Segway Inventor Designs Hybrid Scooter that will Run on anything that Burns
Dean Kamen is known widely as the inventor of the Segway personal transporter. However, over the past months he has been working on designing a new kind of Hybrid Scooter: A scooter that will make use of a Stirling Engine and be able to run on pretty much anything that will burn.
The Stirling Engine design has been around since the early 1800s. However, few have been able to find a well suited application for the relatively low amount of power they produce. The engine works by using a difference in heat to move a piston inside a sealed chamber. As gas is heated, it will expand and force the piston down. As the gas cools, it will contract and draw the piston back up. While several variants have been created, the one Mr. Kamen plans on using is a simple two-piston design.
The cycle begins with a small amount of heat being applied to the power cylinder. As the gas forces the piston down it turns the crankshaft and produces what would be a power stroke. Once at the bottom of its stroke, the power cylinder begins to rise again, relying on the momentum of the flywheel to maintain rotation. As it rises, it is forcing the gas through a transfer port into the displacer piston chamber. Once inside, the gas is cooled and begins to draw the displacer piston back to the top of its stroke. While this is happening, excess gas is being forced back into the power cylinder through the transfer port. Once the power cylinder has reached the top of its stroke, heat is applied and the cycle repeats.

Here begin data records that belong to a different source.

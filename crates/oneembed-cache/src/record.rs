//! Embedding records and their on-disk encoding.

use oneembed_core::{EmbeddingError, Key, OptimizerKind, Result};
use oneembed_optimizer::{OptimizerState, StateShape};

const F32_BYTES: usize = std::mem::size_of::<f32>();

/// Bytes in the fixed record header.
pub const HEADER_BYTES: usize = 32;

const FLAG_OCCUPIED: u32 = 1;

/// One embedding row with its optimizer state.
///
/// A record is owned by exactly one tier at a time; moving it between tiers
/// moves the value.
#[derive(Debug, Clone, PartialEq)]
pub struct EmbeddingRecord {
    /// The row's key.
    pub key: Key,
    /// The embedding vector.
    pub embedding: Vec<f32>,
    /// Optimizer state for this key.
    pub state: OptimizerState,
    /// Access generation assigned by the tier holding the record.
    pub generation: u64,
    /// Number of updates applied to this key since it was initialized.
    pub version: u64,
    /// Whether the record has updates the fixed table hasn't seen.
    pub dirty: bool,
}

impl EmbeddingRecord {
    /// Creates a record for a freshly initialized key.
    ///
    /// New records start dirty: the key has no representation in the fixed
    /// table yet.
    pub fn new(key: Key, embedding: Vec<f32>, state: OptimizerState) -> Self {
        Self {
            key,
            embedding,
            state,
            generation: 0,
            version: 0,
            dirty: true,
        }
    }

    /// Returns the embedding dimension.
    pub fn dim(&self) -> usize {
        self.embedding.len()
    }

    /// Returns the memory footprint of the record's values and state.
    pub fn memory_size(&self) -> usize {
        self.embedding.len() * F32_BYTES + self.state.memory_size()
    }
}

/// Fixed-width byte layout shared by every record of one table.
///
/// ```text
/// 0..8    key (u64 LE)
/// 8..12   flags (u32 LE, bit 0 = occupied)
/// 12..16  dim (u32 LE)
/// 16..24  version (u64 LE)
/// 24..32  optimizer step (u64 LE)
/// 32..    embedding, then each optimizer state vector (f32 LE)
/// ```
#[derive(Debug, Clone, Copy, PartialEq, Eq)]
pub struct RecordLayout {
    dim: usize,
    optimizer: OptimizerKind,
}

impl RecordLayout {
    /// Creates the layout for `dim`-wide rows updated by `optimizer`.
    pub fn new(dim: usize, optimizer: OptimizerKind) -> Self {
        Self { dim, optimizer }
    }

    /// Returns the embedding dimension.
    pub fn dim(&self) -> usize {
        self.dim
    }

    /// Returns the optimizer whose state the layout carries.
    pub fn optimizer(&self) -> OptimizerKind {
        self.optimizer
    }

    /// Returns the optimizer state shape.
    pub fn state_shape(&self) -> StateShape {
        StateShape::of(self.optimizer)
    }

    /// In-memory bytes charged against a cache budget for one record.
    pub fn footprint(&self) -> u64 {
        (self.dim * F32_BYTES + self.state_shape().bytes(self.dim)) as u64
    }

    /// Bytes one record occupies in the fixed table.
    pub fn encoded_len(&self) -> usize {
        HEADER_BYTES + (1 + self.state_shape().vectors) * self.dim * F32_BYTES
    }

    /// Encodes `record` into `out`, which must be `encoded_len()` bytes.
    pub fn encode(&self, record: &EmbeddingRecord, out: &mut [u8]) -> Result<()> {
        if record.dim() != self.dim {
            return Err(EmbeddingError::DimensionMismatch {
                expected: self.dim,
                actual: record.dim(),
            });
        }
        if !record.state.matches(self.optimizer, self.dim) {
            return Err(EmbeddingError::KeyConsistency {
                key: record.key,
                message: format!("optimizer state doesn't match {}", self.optimizer.name()),
            });
        }
        if out.len() != self.encoded_len() {
            return Err(EmbeddingError::DimensionMismatch {
                expected: self.encoded_len(),
                actual: out.len(),
            });
        }

        out[0..8].copy_from_slice(&record.key.raw().to_le_bytes());
        out[8..12].copy_from_slice(&FLAG_OCCUPIED.to_le_bytes());
        out[12..16].copy_from_slice(&(self.dim as u32).to_le_bytes());
        out[16..24].copy_from_slice(&record.version.to_le_bytes());
        out[24..32].copy_from_slice(&record.state.step().to_le_bytes());

        let values = std::iter::once(record.embedding.as_slice())
            .chain(record.state.vectors())
            .flat_map(|v| v.iter());
        for (chunk, value) in out[HEADER_BYTES..]
            .chunks_exact_mut(F32_BYTES)
            .zip(values)
        {
            chunk.copy_from_slice(&value.to_le_bytes());
        }
        Ok(())
    }

    /// Encodes `record` into a fresh buffer.
    pub fn encode_to_vec(&self, record: &EmbeddingRecord) -> Result<Vec<u8>> {
        let mut out = vec![0u8; self.encoded_len()];
        self.encode(record, &mut out)?;
        Ok(out)
    }

    /// Returns the key stored in an encoded slot, or `None` for an empty slot.
    pub fn peek_key(&self, bytes: &[u8]) -> Option<Key> {
        if bytes.len() < HEADER_BYTES || read_u32(bytes, 8) & FLAG_OCCUPIED == 0 {
            return None;
        }
        Some(Key::from_raw(read_u64(bytes, 0)))
    }

    /// Decodes one slot. Returns `Ok(None)` for an empty slot.
    ///
    /// The returned record is clean and carries generation 0.
    pub fn decode(&self, bytes: &[u8]) -> Result<Option<EmbeddingRecord>> {
        let Some(key) = self.peek_key(bytes) else {
            return Ok(None);
        };
        if bytes.len() != self.encoded_len() {
            return Err(EmbeddingError::KeyConsistency {
                key,
                message: format!(
                    "slot holds {} bytes, layout needs {}",
                    bytes.len(),
                    self.encoded_len()
                ),
            });
        }
        let stored_dim = read_u32(bytes, 12) as usize;
        if stored_dim != self.dim {
            return Err(EmbeddingError::KeyConsistency {
                key,
                message: format!("stored dim {stored_dim}, table dim {}", self.dim),
            });
        }
        let version = read_u64(bytes, 16);
        let step = read_u64(bytes, 24);

        let mut vectors = bytes[HEADER_BYTES..]
            .chunks_exact(self.dim * F32_BYTES)
            .map(|v| {
                v.chunks_exact(F32_BYTES)
                    .map(|c| f32::from_le_bytes([c[0], c[1], c[2], c[3]]))
                    .collect::<Vec<f32>>()
            })
            .collect::<Vec<_>>();
        if vectors.is_empty() {
            return Err(EmbeddingError::KeyConsistency {
                key,
                message: "slot has no embedding values".to_string(),
            });
        }
        let embedding = vectors.remove(0);
        let state = OptimizerState::from_parts(self.optimizer, vectors, step).ok_or_else(|| {
            EmbeddingError::KeyConsistency {
                key,
                message: "optimizer state vectors don't match layout".to_string(),
            }
        })?;

        Ok(Some(EmbeddingRecord {
            key,
            embedding,
            state,
            generation: 0,
            version,
            dirty: false,
        }))
    }
}

fn read_u32(bytes: &[u8], at: usize) -> u32 {
    let mut buf = [0u8; 4];
    buf.copy_from_slice(&bytes[at..at + 4]);
    u32::from_le_bytes(buf)
}

fn read_u64(bytes: &[u8], at: usize) -> u64 {
    let mut buf = [0u8; 8];
    buf.copy_from_slice(&bytes[at..at + 8]);
    u64::from_le_bytes(buf)
}

#[cfg(test)]
mod tests {
    use super::*;

    fn adam_record() -> EmbeddingRecord {
        let mut record = EmbeddingRecord::new(
            Key::from_id(-42),
            vec![0.5, -1.5, 2.0],
            OptimizerState::Adam {
                m: vec![0.1, 0.2, 0.3],
                v: vec![0.01, 0.02, 0.03],
                t: 9,
            },
        );
        record.version = 4;
        record
    }

    #[test]
    fn test_footprint_matches_sgd_example() {
        let layout = RecordLayout::new(128, OptimizerKind::Sgd);
        assert_eq!(layout.footprint(), 512);
        assert_eq!(layout.encoded_len(), 32 + 512);
        assert_eq!(8192 * 1024 * 1024 / layout.footprint(), 16_777_216);
    }

    #[test]
    fn test_encode_decode_preserves_state() {
        let layout = RecordLayout::new(3, OptimizerKind::Adam);
        let record = adam_record();
        let bytes = layout.encode_to_vec(&record).unwrap();
        assert_eq!(bytes.len(), layout.encoded_len());
        assert_eq!(layout.peek_key(&bytes), Some(record.key));

        let decoded = layout.decode(&bytes).unwrap().unwrap();
        assert_eq!(decoded.key, record.key);
        assert_eq!(decoded.embedding, record.embedding);
        assert_eq!(decoded.state, record.state);
        assert_eq!(decoded.version, 4);
        assert!(!decoded.dirty);
    }

    #[test]
    fn test_empty_slot_decodes_to_none() {
        let layout = RecordLayout::new(3, OptimizerKind::Sgd);
        let bytes = vec![0u8; layout.encoded_len()];
        assert!(layout.decode(&bytes).unwrap().is_none());
        assert!(layout.peek_key(&bytes).is_none());
    }

    #[test]
    fn test_encode_rejects_wrong_shapes() {
        let layout = RecordLayout::new(4, OptimizerKind::Adam);
        let err = layout.encode_to_vec(&adam_record()).unwrap_err();
        assert!(matches!(err, EmbeddingError::DimensionMismatch { .. }));

        let layout = RecordLayout::new(3, OptimizerKind::Momentum);
        let err = layout.encode_to_vec(&adam_record()).unwrap_err();
        assert!(matches!(err, EmbeddingError::KeyConsistency { .. }));
    }

    #[test]
    fn test_decode_rejects_foreign_dim() {
        let written = RecordLayout::new(3, OptimizerKind::Sgd);
        let record = EmbeddingRecord::new(Key::from_id(1), vec![1.0; 3], OptimizerState::None);
        let mut bytes = written.encode_to_vec(&record).unwrap();
        bytes[12..16].copy_from_slice(&5u32.to_le_bytes());
        let err = written.decode(&bytes).unwrap_err();
        assert!(err.to_string().contains("stored dim 5"));
    }
}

The main reason for using a Stirling Engine is the simple fact that it is extremely efficient. Depending on the size of the pistons, a relatively small amount of heat can be applied to begin the cycle and often times can be reduced slightly to maintain a certain speed. This is also one of the inherent problems with using a Stirling Engine. They literally have to "warm up" before any usable amount of power can be produced.
Along with needing time to warm up, these engines have a low specific power. In other words, they need to be fairly large to produce a small amount of power. This is primarily due to the speed limitations of gas to transfer heat. When compared to an internal combustion engine that uses detonation to create a difference in heat, Stirling engines are much slower. This also leads to almost nonexistent throttle response if used in an automotive application.
Mr. Kamen was able to solve some of these issues with the simple addition of a battery and an electric motor. The scooter itself uses energy stored in a battery to power an electric motor that is mounted just in front of the rear wheel. The Stirling Engine will be used to turn a high output generator which will produce power for the electric motor. When just cruising around, the engine should be able to crank out enough electrons to keep you moving and keep the batteries fully charged.
A small burner will provide the necessary heat to being the process of turning the Stirling engine, while a front mounted radiator will keep cool air moving for the displacer piston. The burner is being designed to operate on anything that will ignite, which make running out of fuel much more difficult and since the 2 engines are independent of each other, the Stirling engine can be charging the batteries while parked.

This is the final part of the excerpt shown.